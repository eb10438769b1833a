//! Waiting for command stages.
//!
//! A caller registers interest in a stage of a command before sending it,
//! then awaits the matching [`CommandResult`]. Components that complete a
//! stage report it with [`CommandWaitRegistry::signal`]; bus handlers can be
//! wrapped with [`notify_stage`] to do so automatically.
//!
//! Timing out only ends the wait. The command keeps propagating.

use std::{
    collections::HashMap,
    sync::{
        Arc, Mutex,
        atomic::{AtomicU64, Ordering},
    },
    time::Duration,
};

use thiserror::Error;
use tokio::sync::oneshot;

use crate::{
    bus::MessageHandler,
    command::{CommandResult, CommandStage},
    error::{ErrorCode, RecoverableType, codes},
    message::Message,
};

/// The stage (and optionally the reporting component) a caller waits for.
#[derive(Clone, Debug, PartialEq, Eq)]
pub struct WaitingFor {
    pub stage: CommandStage,
    pub processor: Option<String>,
}

impl WaitingFor {
    #[must_use]
    pub const fn stage(stage: CommandStage) -> Self {
        Self {
            stage,
            processor: None,
        }
    }

    #[must_use]
    pub const fn processed() -> Self {
        Self::stage(CommandStage::Processed)
    }

    /// Only accept the signal of the named component.
    #[must_use]
    pub fn processor(mut self, processor: impl Into<String>) -> Self {
        self.processor = Some(processor.into());
        self
    }

    /// Whether `result` ends the wait: either it is the awaited signal, or
    /// an earlier stage failed and the awaited one will never come.
    #[must_use]
    pub fn is_completed_by(&self, result: &CommandResult) -> bool {
        if result.stage == self.stage {
            return self
                .processor
                .as_ref()
                .is_none_or(|processor| *processor == result.processor);
        }
        result.stage < self.stage && !result.is_succeeded()
    }
}

#[derive(Debug, Error, PartialEq, Eq)]
pub enum WaitError {
    #[error("timed out after {timeout:?} waiting for {stage} of command {command_id}")]
    Timeout {
        command_id: String,
        stage: CommandStage,
        timeout: Duration,
    },
    #[error("wait registry dropped before command {command_id} reached {stage}")]
    Closed {
        command_id: String,
        stage: CommandStage,
    },
}

impl ErrorCode for WaitError {
    fn error_code(&self) -> &str {
        codes::WAIT_TIMEOUT
    }

    fn recoverable(&self) -> RecoverableType {
        match self {
            Self::Timeout { .. } => RecoverableType::Recoverable,
            Self::Closed { .. } => RecoverableType::Unknown,
        }
    }
}

struct Waiter {
    id: u64,
    waiting_for: WaitingFor,
    sender: oneshot::Sender<CommandResult>,
}

#[derive(Default)]
struct Inner {
    waiters: Mutex<HashMap<String, Vec<Waiter>>>,
    next_id: AtomicU64,
}

/// In-process registry of callers waiting on command stages.
///
/// Cheap to clone; clones share the registry.
#[derive(Clone, Default)]
pub struct CommandWaitRegistry {
    inner: Arc<Inner>,
}

impl std::fmt::Debug for CommandWaitRegistry {
    fn fmt(&self, f: &mut std::fmt::Formatter<'_>) -> std::fmt::Result {
        f.debug_struct("CommandWaitRegistry")
            .field("commands", &self.len())
            .finish()
    }
}

impl CommandWaitRegistry {
    #[must_use]
    pub fn new() -> Self {
        Self::default()
    }

    /// Number of commands with at least one waiter.
    #[must_use]
    pub fn len(&self) -> usize {
        self.inner
            .waiters
            .lock()
            .expect("wait registry lock poisoned")
            .len()
    }

    #[must_use]
    pub fn is_empty(&self) -> bool {
        self.len() == 0
    }

    /// Register a waiter. Call before the command is sent so no signal is
    /// missed.
    pub fn register(&self, command_id: impl Into<String>, waiting_for: WaitingFor) -> WaitHandle {
        let command_id = command_id.into();
        let id = self.inner.next_id.fetch_add(1, Ordering::Relaxed);
        let (sender, receiver) = oneshot::channel();
        self.inner
            .waiters
            .lock()
            .expect("wait registry lock poisoned")
            .entry(command_id.clone())
            .or_default()
            .push(Waiter {
                id,
                waiting_for: waiting_for.clone(),
                sender,
            });
        tracing::trace!(%command_id, stage = %waiting_for.stage, "waiter registered");
        WaitHandle {
            id,
            command_id,
            waiting_for,
            receiver,
            registry: self.clone(),
        }
    }

    /// Deliver a stage signal. Returns how many waiters it completed.
    pub fn signal(&self, result: &CommandResult) -> usize {
        let completed = {
            let mut waiters = self.inner.waiters.lock().expect("wait registry lock poisoned");
            let Some(pending) = waiters.get_mut(&result.command_id) else {
                return 0;
            };
            let (done, remaining): (Vec<Waiter>, Vec<Waiter>) = std::mem::take(pending)
                .into_iter()
                .partition(|waiter| waiter.waiting_for.is_completed_by(result));
            if remaining.is_empty() {
                waiters.remove(&result.command_id);
            } else {
                *pending = remaining;
            }
            done
        };

        let count = completed.len();
        for waiter in completed {
            let _ = waiter.sender.send(result.clone());
        }
        if count > 0 {
            tracing::debug!(
                command_id = %result.command_id,
                stage = %result.stage,
                succeeded = result.is_succeeded(),
                waiters = count,
                "stage signalled"
            );
        }
        count
    }

    fn remove(&self, command_id: &str, id: u64) {
        let mut waiters = self.inner.waiters.lock().expect("wait registry lock poisoned");
        if let Some(pending) = waiters.get_mut(command_id) {
            pending.retain(|waiter| waiter.id != id);
            if pending.is_empty() {
                waiters.remove(command_id);
            }
        }
    }
}

/// A pending wait created by [`CommandWaitRegistry::register`].
#[derive(Debug)]
pub struct WaitHandle {
    id: u64,
    command_id: String,
    waiting_for: WaitingFor,
    receiver: oneshot::Receiver<CommandResult>,
    registry: CommandWaitRegistry,
}

impl WaitHandle {
    #[must_use]
    pub fn command_id(&self) -> &str {
        &self.command_id
    }

    #[must_use]
    pub const fn waiting_for(&self) -> &WaitingFor {
        &self.waiting_for
    }

    /// Withdraw the waiter without waiting.
    pub fn cancel(self) {
        self.registry.remove(&self.command_id, self.id);
    }

    /// Wait up to `timeout` for the awaited signal.
    ///
    /// The result may be a failure from an earlier stage; check
    /// [`CommandResult::is_succeeded`].
    ///
    /// # Errors
    ///
    /// Returns [`WaitError::Timeout`] if no completing signal arrives in
    /// time. The command itself is not cancelled.
    pub async fn wait(self, timeout: Duration) -> Result<CommandResult, WaitError> {
        let Self {
            id,
            command_id,
            waiting_for,
            receiver,
            registry,
        } = self;
        match tokio::time::timeout(timeout, receiver).await {
            Ok(Ok(result)) => Ok(result),
            Ok(Err(_)) => Err(WaitError::Closed {
                command_id,
                stage: waiting_for.stage,
            }),
            Err(_) => {
                registry.remove(&command_id, id);
                tracing::debug!(%command_id, stage = %waiting_for.stage, ?timeout, "wait timed out");
                Err(WaitError::Timeout {
                    command_id,
                    stage: waiting_for.stage,
                    timeout,
                })
            }
        }
    }
}

/// Wrap a bus handler so it reports `stage` for the command behind each
/// message.
///
/// Only the final outcome of a delivery is reported. `max_redeliveries` must
/// match the bus the handler subscribes to: a failed attempt the bus will
/// redeliver is not signalled, and a failure is reported once redeliveries
/// are exhausted, ending the wait of callers waiting for this or a later
/// stage.
pub fn notify_stage<M, H>(
    registry: CommandWaitRegistry,
    stage: CommandStage,
    processor: impl Into<String>,
    max_redeliveries: u32,
    handler: H,
) -> impl MessageHandler<M>
where
    M: Message,
    H: MessageHandler<M>,
{
    let processor: Arc<str> = processor.into().into();
    // Failed attempts per message id, cleared on the final outcome.
    let failures: Arc<Mutex<HashMap<String, u32>>> = Arc::default();
    move |message: M| {
        let handled = handler.handle(message.clone());
        let registry = registry.clone();
        let processor = Arc::clone(&processor);
        let failures = Arc::clone(&failures);
        async move {
            let outcome = handled.await;
            let result = CommandResult::succeeded(stage, &*processor, &message);
            let mut failures = failures.lock().expect("stage failure counts poisoned");
            let result = match &outcome {
                Ok(()) => {
                    failures.remove(message.message_id());
                    Some(result)
                }
                Err(error) => {
                    let failed = failures.entry(message.message_id().to_string()).or_insert(0);
                    *failed += 1;
                    if *failed > max_redeliveries {
                        failures.remove(message.message_id());
                        Some(result.with_error(error.info().clone()))
                    } else {
                        tracing::trace!(
                            message_id = message.message_id(),
                            attempt = *failed,
                            "attempt failed, awaiting redelivery"
                        );
                        None
                    }
                }
            };
            drop(failures);
            if let Some(result) = result {
                registry.signal(&result);
            }
            outcome
        }
    }
}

# # # # # # #

## Exercise aim
The lines to report are those in the material above that contain the word "PartialEq"; copy every one of them.

## Exercise answer
#[derive(Clone, Debug, PartialEq, Eq)]
#[derive(Debug, Error, PartialEq, Eq)]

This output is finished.